Within the ENCODE project, the GENCODE consortium  was set up. This group, in collaboration with the HAVANA team  at the Sanger Institute, has produced a high quality annotation of the gene content of the ENCODE regions through a combined manual, computational and experimental strategy . The EGASP experiment was organized with the main goal of evaluating how well automatic methods are able to reproduce this annotation produced by GENCODE. A second goal of EGASP was to assess the completeness of the GENCODE annotation and, in this regard, EGASP was designed such that, in a follow-up step, a number of computational gene predictions not included in GENCODE were tested experimentally.
In what follows, we first describe the organization and structure of the EGASP experiment. We then present the results of the evaluation of the submitted predictions against the GENCODE annotation, and finally we present the results of the experimental verification of the novel predictions.
The 44 ENCODE regions represent 30 Mb (approximately 1%) of the human genome . Approximately half of the sequence corresponds to a set of 14 manually selected regions including well-studied genes and for which a significant amount of prior comparative sequence data was available. The remaining 30 genomic regions were chosen based on a stratified random sampling based on two measures: gene density (from previous annotations) and non-exonic conservation with the mouse genome sequence. Briefly, each portion of the human genome sequence was classified as high, medium, or low if it fell in the top 20%, the middle 30%, or the bottom 50%, respectively, of the above two measures. Several 500 kb sequences were chosen from each of the nine classifications created by this stratification procedure.

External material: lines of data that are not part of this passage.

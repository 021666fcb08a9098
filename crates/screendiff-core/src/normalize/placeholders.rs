//! Placeholder tokens substituted for volatile values.
//!
//! Every token is a constant: it never embeds any part of the value it
//! replaces, so two renders that differ only in that value compare equal.

pub const DATE_AND_TIME: &str = "${DATE_AND_TIME}";
pub const PRODUCT_VERSION: &str = "${PRODUCT_VERSION}";

// Anchor targets
pub const PORTAL_URL: &str = "${PORTAL_URL}";
pub const SPACE_ID_URL: &str = "${SPACE_ID_URL}";
pub const APP_ID_URL: &str = "${APP_ID_URL}";
pub const USER_ID_URL: &str = "${USER_ID_URL}";
pub const COMMENT_ID_URL: &str = "${COMMENT_ID_URL}";
pub const ADD_RECORD_URL: &str = "${ADD_RECORD_URL}";
pub const APP_SETTING_URL: &str = "${APP_SETTING_URL}";
pub const SHOW_RECORD_DETAILS_URL: &str = "${SHOW_RECORD_DETAILS_URL}";
pub const THREAD_COMMENT_ID: &str = "${THREAD_COMMENT_ID}";
pub const DATE: &str = "${DATE}";
pub const PORTAL_PATH: &str = "/k";
pub const SPACE_THREAD_PATH: &str = "/k/#/space/${SPACE_ID}/thread/${MULTI_THREAD_ID}";
pub const SPACE_PATH: &str = "/k/#/space/${SPACE_ID}";
pub const MAIN_APP_PATH: &str = "/k/${MAIN_APP_ID}";
pub const SUB_APP_PATH: &str = "/k/${SUB_APP_ID}";
pub const OTHER_APP_PATH: &str = "/k/${APP_ID}";
pub const RECORD_QUERY: &str = "record=${RECORD_ID}";
pub const PEOPLE_PATH: &str = "/k/#/people/${LOGIN_NAME}";

// Ids and names
pub const APP_ID: &str = "${APP_ID}";
pub const USER_ID: &str = "${USER_ID}";
pub const APP_LIST_ITEM_CLASS: &str = "gaia-argoui-appscrollinglist-item-outer-${APP_ID}";
pub const USER_LIST_ITEM_CLASS: &str = "gaia-argoui-panelscrollinglist-item-outer-USER-${USER_ID}";
pub const COMMENT_POST_CLASS: &str =
    "ocean-ui-comments-commentbase ocean-ui-comments-post ocean-ui-comments-post-id-${CONTENTS_ID}";
pub const ATTACHMENT_ID: &str = "${ATTACHMENT_ID}";
pub const ATTACHMENT_HTML5_ID: &str = "${ATTACHMENT_ID}_html5";
pub const ATTACHMENT_CONTAINER_ID: &str = "${ATTACHMENT_CONTAINER_ID}-html5-container";
pub const ATTACHMENT_UPLOADING_BUTTON_ID: &str = "${ATTACHMENT_UPLOADING_BUTTON_ID}";
pub const SIDEBAR_TAB_COMMENTS_ID: &str = "${SIDEBAR_TAB_COMMENTS_ID}";
pub const SIDEBAR_TAB_HISTORY_ID: &str = "${SIDEBAR_TAB_HISTORY_ID}";
pub const DATE_PICKER_DATE_ID: &str = "${GOOG_DATE_PICKER_DATE}";
pub const APP_SELECT_LABEL_ID: &str = "${APP_SELECT_LABEL}";
pub const DATEPICKER_SELECT_LABEL_ID: &str = "${DATEPICKER_SELECT_LABEL_ID}";
pub const DIALOG_TITLE_TEXT_ID: &str = "${DIALOG_TITLE_TEXT}";
pub const DIALOG_CONTENT_ID: &str = "${DIALOG_CONTENT_ID}";
pub const INPUT_READ_ONLY_ID: &str = "${INPUT_READ_ONLY_CYBOZU_ID}";
pub const EDITOR_TOOLBAR_ID: &str = "${EDITOR_TOOLBAR_CYBOZU}";
pub const EDITOR_ID: &str = "${EDITOR_CYBOZU}";
pub const TOOLBAR_MENU_CAPTION_ID: &str = "${GOOG_INLINE_BLOCK_ID}";
pub const MENU_OPTION_ID: &str = "${GOOG_OPTION_SELECTED}";
pub const INPUT_TEXT_ID: &str = "${INPUT_TEXT_CYBOZU_ID}";
pub const INPUT_NUMBER_ID: &str = "${INPUT_NUMBER_CYBOZU_ID}";
pub const INPUT_TIME_TEXT_ID: &str = "${INPUT_TIME_TEXT_CYBOZU_ID}";
pub const INPUT_LINK_ID: &str = "${INPUT_LINK_CYBOZU}";
pub const RADIO_CHECKBOX_NAME: &str = "${RADIO_CHECKBOX_NAME}";
pub const RADIO_CHECKBOX_ID: &str = "${RADIO_CHECKBOX_ID}";
pub const LABEL_FOR_ID: &str = "${LABEL_FOR_ID}";
pub const TEXTAREA_ID: &str = "${TEXTAREA_ID}";
pub const TEXTAREA_NAME: &str = "${TEXTAREA_NAME}";
pub const ARIA_ACTIVEDESCENDANT: &str = "${ARIA_ACTIVEDESCENDANT}";
pub const ARIA_LABELLEDBY: &str = "${ARIA_LABELLEDBY}";

// Images
pub const LOGO_IMG_URL: &str = "${LOGO_IMG_URL}";
pub const USER_ICON_URL: &str = "${USER_ICON_URL}";
pub const USER_ICON_BACKGROUND: &str = "background-image: url(${USER_ICON_URL})";
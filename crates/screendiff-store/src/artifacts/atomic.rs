//! Atomic write primitive
//!
//! Writes go to a sibling temp file that is renamed over the target, so a
//! reader never sees a partially written artifact.

use crate::errors::{io_error, Result};
use std::ffi::OsString;
use std::fs;
use std::path::{Path, PathBuf};

/// Atomically replace `target_path` with `content`, creating parent
/// directories as needed. `key` is only used for error context.
pub fn atomic_write(target_path: &Path, content: &[u8], key: &str) -> Result<()> {
    if let Some(parent) = target_path.parent() {
        fs::create_dir_all(parent).map_err(|e| io_error("create_artifact_dir", key, e))?;
    }

    let temp_path = temp_path_for(target_path);
    fs::write(&temp_path, content).map_err(|e| io_error("write_artifact_temp", key, e))?;
    if let Err(e) = fs::rename(&temp_path, target_path) {
        let _ = fs::remove_file(&temp_path);
        return Err(io_error("rename_artifact_temp", key, e));
    }

    Ok(())
}

/// `<name>.tmp` next to the target; appending keeps `a.diff` and
/// `a.diff.yaml` from sharing a temp file.
fn temp_path_for(target_path: &Path) -> PathBuf {
    let mut name = target_path
        .file_name()
        .map(OsString::from)
        .unwrap_or_default();
    name.push(".tmp");
    target_path.with_file_name(name)
}
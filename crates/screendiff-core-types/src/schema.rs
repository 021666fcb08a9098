//! Canonical schema constants for structured logging and events
//!
//! These constants ensure consistency across all logging and error reporting.

// Canonical field keys for structured logging
pub const FIELD_COMPONENT: &str = "component";
pub const FIELD_OP: &str = "op";
pub const FIELD_EVENT: &str = "event";
pub const FIELD_DURATION_MS: &str = "duration_ms";
pub const FIELD_RUN_ID: &str = "run_id";

// Screen identifiers
pub const FIELD_SCREEN: &str = "screen";
pub const FIELD_SIDE: &str = "side";
pub const FIELD_DATE: &str = "date";

// Collection sizes
pub const FIELD_OPS_LEN: &str = "ops_len";
pub const FIELD_REMOVED_NODES: &str = "removed_nodes";

// Error fields
pub const FIELD_ERR_KIND: &str = "err_kind";
pub const FIELD_ERR_CODE: &str = "err_code";

// Canonical event names
pub const EVENT_START: &str = "start";
pub const EVENT_END: &str = "end";
pub const EVENT_END_ERROR: &str = "end_error";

Table Table11 lists the 44 selected sequences within the ENCODE region and classifies them based on random/manual selection, previously known gene density and non-exonic conservation to the mouse genome. It also describes the size differences between the sequences. Information about the criteria used to select the regions and their characteristics can be found on the ENCODE website . The sequences of the ENCODE regions (as well as multiple functional annotations) can be downloaded from the UCSC ENCODE browser .
We defined the sequences used for the EGASP experimental evaluation by taking advantage of the prior work of the HAVANA team , which had previously comprehensively annotated and released annotation for several human chromosomes [36-42]. Updated annotation for the 13 ENCODE regions on these chromosomes was released in January 2005 as a 'training' set for the EGASP experiment. The manual annotation of the other 31 ENCODE regions was held back from release until after the automated gene predictions had been received. The 31 EGASP test regions represent a total of 21.6 million base-pairs (bp) of sequence. Further information is available at the GENCODE website .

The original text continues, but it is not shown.